Moreover, more than 8,000 people in the Neembucu state may face food supply shortage after the rains destroyed essential crops as well as blocked roads needed to deliver items to the affected contingents.
Authorities are likewise particularly concerned over the spread of diseases like dengue and chikungunya given the high levels of floodwaters.
"When I arrived in Asuncion I thought I would have to travel many hours to get to the areas that were flooded, however, having only visited the Paraguay River in Asuncion I realized that we were facing a bigger emergency than what we had expected," Felipe Del Cid, disaster management delegate for the International Federation of Red Cross and Red Crescent National Societies (IFCR), said.
Del Cid, deployed to the field to participate in evaluations and planning of the response to this situation, said it will take two months for the thousands of families to return home and regain back the normalcy of their lives.

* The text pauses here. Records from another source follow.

mod app;
mod commands;
mod output;

use std::{
    fs,
    io::{self, Write},
};

use anyhow::Context;
use clap::Parser;

use crate::app::{Cli, Command, GlobalOptions};

/// Log target writing to stderr and a log file.
struct Tee {
    file: fs::File,
}

impl Write for Tee {
    fn write(&mut self, buf: &[u8]) -> io::Result<usize> {
        io::stderr().write_all(buf)?;
        self.file.write_all(buf)?;
        Ok(buf.len())
    }

    fn flush(&mut self) -> io::Result<()> {
        io::stderr().flush()?;
        self.file.flush()
    }
}

fn init_logging(opts: &GlobalOptions) -> anyhow::Result<()> {
    let mut builder = env_logger::Builder::new();
    builder
        .filter_level(opts.log_level.into())
        .parse_default_env()
        .format_timestamp(None)
        .format_module_path(false)
        .format_target(false);

    match &opts.log_file {
        Some(path) => {
            let file = fs::File::create(path)
                .with_context(|| format!("failed to create log file: {}", path.display()))?;
            builder.target(env_logger::Target::Pipe(Box::new(Tee { file })));
        }
        None => {
            builder.target(env_logger::Target::Stderr);
        }
    }

    builder.init();
    Ok(())
}

fn main() -> anyhow::Result<()> {
    ctrlc::set_handler(|| {
        eprintln!("\nCancelled.");
        std::process::exit(130);
    })
    .context("failed to set Ctrl+C handler")?;

    let cli = Cli::parse();
    init_logging(&cli.global)?;

    let code = match &cli.command {
        Command::Compare {
            first,
            second,
            disable_line_nr_comparison,
            parallel,
            first_pdb,
            second_pdb,
            summary,
            load,
        } => commands::compare::run(
            first,
            second,
            &commands::compare::CompareArgs {
                compare_start_lines: !*disable_line_nr_comparison,
                parallel: *parallel,
                first_pdb: first_pdb.as_deref(),
                second_pdb: second_pdb.as_deref(),
                summary: *summary,
                load,
            },
            &cli.global,
        )?,
        Command::Dump {
            path,
            output,
            pdb,
            no_symbols,
            methods,
            load,
        } => {
            commands::dump::run(
                path,
                output.as_deref(),
                pdb.as_deref(),
                !*no_symbols,
                *methods,
                load,
                &cli.global,
            )?;
            0
        }
    };

    log::logger().flush();
    std::process::exit(code);
}
//! String heap (`#Strings`), null-terminated UTF-8 identifiers (ECMA-335 II.24.2.3).

use std::ffi::CStr;

use crate::Result;

/// The `#Strings` heap: null terminated UTF-8 identifiers (ECMA-335 II.24.2.3)
pub struct Strings<'a> {
    data: &'a [u8],
}

impl<'a> Strings<'a> {
    /// Create a view over the `#Strings` heap
    ///
    /// # Errors
    /// Returns [`crate::Error::Malformed`] if the heap does not start with the empty string.
    pub fn from(data: &'a [u8]) -> Result<Strings<'a>> {
        if data.is_empty() || data[0] != 0 {
            return Err(malformed_error!("Provided #String heap is empty"));
        }

        Ok(Strings { data })
    }

    /// Get the string at byte offset `index`
    ///
    /// # Errors
    /// Returns [`crate::Error::OutOfBounds`] if the index is past the heap and
    /// [`crate::Error::Malformed`] if the string is unterminated or not UTF-8.
    pub fn get(&self, index: usize) -> Result<&'a str> {
        if index >= self.data.len() {
            return Err(out_of_bounds_error!());
        }

        match CStr::from_bytes_until_nul(&self.data[index..]) {
            Ok(result) => match result.to_str() {
                Ok(result) => Ok(result),
                Err(_) => Err(malformed_error!("Invalid string at index - {}", index)),
            },
            Err(_) => Err(malformed_error!("Invalid string at index - {}", index)),
        }
    }
}
use std::path::PathBuf;

use thiserror::Error;

macro_rules! malformed_error {
    // Single string version
    ($msg:expr) => {
        crate::Error::Malformed {
            message: $msg.to_string(),
            file: file!(),
            line: line!(),
        }
    };

    // Format string with arguments version
    ($fmt:expr, $($arg:tt)*) => {
        crate::Error::Malformed {
            message: format!($fmt, $($arg)*),
            file: file!(),
            line: line!(),
        }
    };
}

macro_rules! out_of_bounds_error {
    () => {
        crate::Error::OutOfBounds {
            file: file!(),
            line: line!(),
        }
    };
}

/// The generic Error type, which covers every failure this library can report.
///
/// Only the loading side of the crate can fail: reading a module, its metadata or its debug
/// symbols. The comparison engine itself never returns an error, every divergence between two
/// modules is reported as a [`crate::compare::Finding`] instead.
///
/// # Error Categories
///
/// ## File Parsing Errors
/// - [`Error::Malformed`] - Corrupted or invalid file structure
/// - [`Error::OutOfBounds`] - Attempted to read beyond the end of a buffer
/// - [`Error::NotSupported`] - Unsupported file format or feature
/// - [`Error::Empty`] - Empty input provided
/// - [`Error::RecursionLimit`] - Signature nesting exceeded the allowed depth
///
/// ## I/O and External Errors
/// - [`Error::FileError`] - Filesystem I/O errors
/// - [`Error::GoblinErr`] - PE parsing errors from the goblin crate
/// - [`Error::Snapshot`] - A module graph snapshot could not be (de)serialized
///
/// ## Debug Symbol Errors
/// - [`Error::MissingSymbols`] - No Portable PDB could be located for a module
/// - [`Error::SymbolMismatch`] - The located PDB belongs to a different build
/// - [`Error::UnsupportedSymbolFormat`] - The symbol file is not a Portable PDB
///
/// # Examples
///
/// ```rust,no_run
/// use pdbcompare::{CilLoader, Error, ModuleLoader};
/// use std::path::Path;
///
/// match CilLoader::default().load(Path::new("assembly.dll")) {
///     Ok(graph) => println!("{} types", graph.types.len()),
///     Err(Error::MissingSymbols(path)) => eprintln!("no pdb at {}", path.display()),
///     Err(Error::Malformed { message, file, line }) => {
///         eprintln!("Malformed file: {} ({}:{})", message, file, line);
///     }
///     Err(e) => eprintln!("Other error: {}", e),
/// }
/// ```
#[derive(Error, Debug)]
pub enum Error {
    /// The file is damaged and could not be parsed.
    ///
    /// The error includes the source location where the malformation was detected.
    #[error("Malformed - {file}:{line}: {message}")]
    Malformed {
        /// The message to be printed for the Malformed error
        message: String,
        /// The source file in which this error occured
        file: &'static str,
        /// The source line in which this error occured
        line: u32,
    },

    /// An out of bound access was attempted while parsing the file.
    #[error("Out of Bound read would have occurred! - {file}:{line}")]
    OutOfBounds {
        /// The source file in which this error occured
        file: &'static str,
        /// The source line in which this error occured
        line: u32,
    },

    /// This file type is not supported.
    #[error("This file type is not supported")]
    NotSupported,

    /// Provided input was empty.
    #[error("Provided input was empty")]
    Empty,

    /// File I/O error.
    #[error("{0}")]
    FileError(#[from] std::io::Error),

    /// Error from the goblin crate during PE parsing.
    #[error("{0}")]
    GoblinErr(#[from] goblin::error::Error),

    /// Recursion limit reached while decoding nested signatures.
    ///
    /// The associated value shows the recursion limit that was reached.
    #[error("Reach the maximum recursion level allowed - {0}")]
    RecursionLimit(usize),

    /// No Portable PDB could be found for the module.
    ///
    /// The associated path is the last location that was probed.
    #[error("No debug symbols found for module, looked for {0}")]
    MissingSymbols(PathBuf),

    /// The PDB id does not match the CodeView record of the module.
    #[error("Debug symbols do not belong to this module - expected {expected}, found {found}")]
    SymbolMismatch {
        /// GUID recorded in the module's CodeView debug directory entry
        expected: uguid::Guid,
        /// GUID found in the `#Pdb` stream of the symbol file
        found: uguid::Guid,
    },

    /// The symbol file exists, but is not in Portable PDB format.
    #[error("Unsupported debug symbol format - {0}")]
    UnsupportedSymbolFormat(String),

    /// A module graph snapshot could not be read or written.
    #[error("{0}")]
    Snapshot(#[from] serde_json::Error),
}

"I think that the process of thousands of families returning home will require that the same or even greater resources are invested by the government authorities. The cleaning and disinfection of houses is an important need in which we all need to be involved," he said.
The government of Paraguay said it has spent more than $3 million on food aid assisting affected families.
Del Cid said the people and government of Paraguay ought to accept their situation as he noted that floods in the country and the rest of South America are already recurring.
"It's almost always the same zones that are affected, but the particularity of the management of these types of emergencies due to recurrent flooding is that the families, even if they wanted to, can do little to avoid them."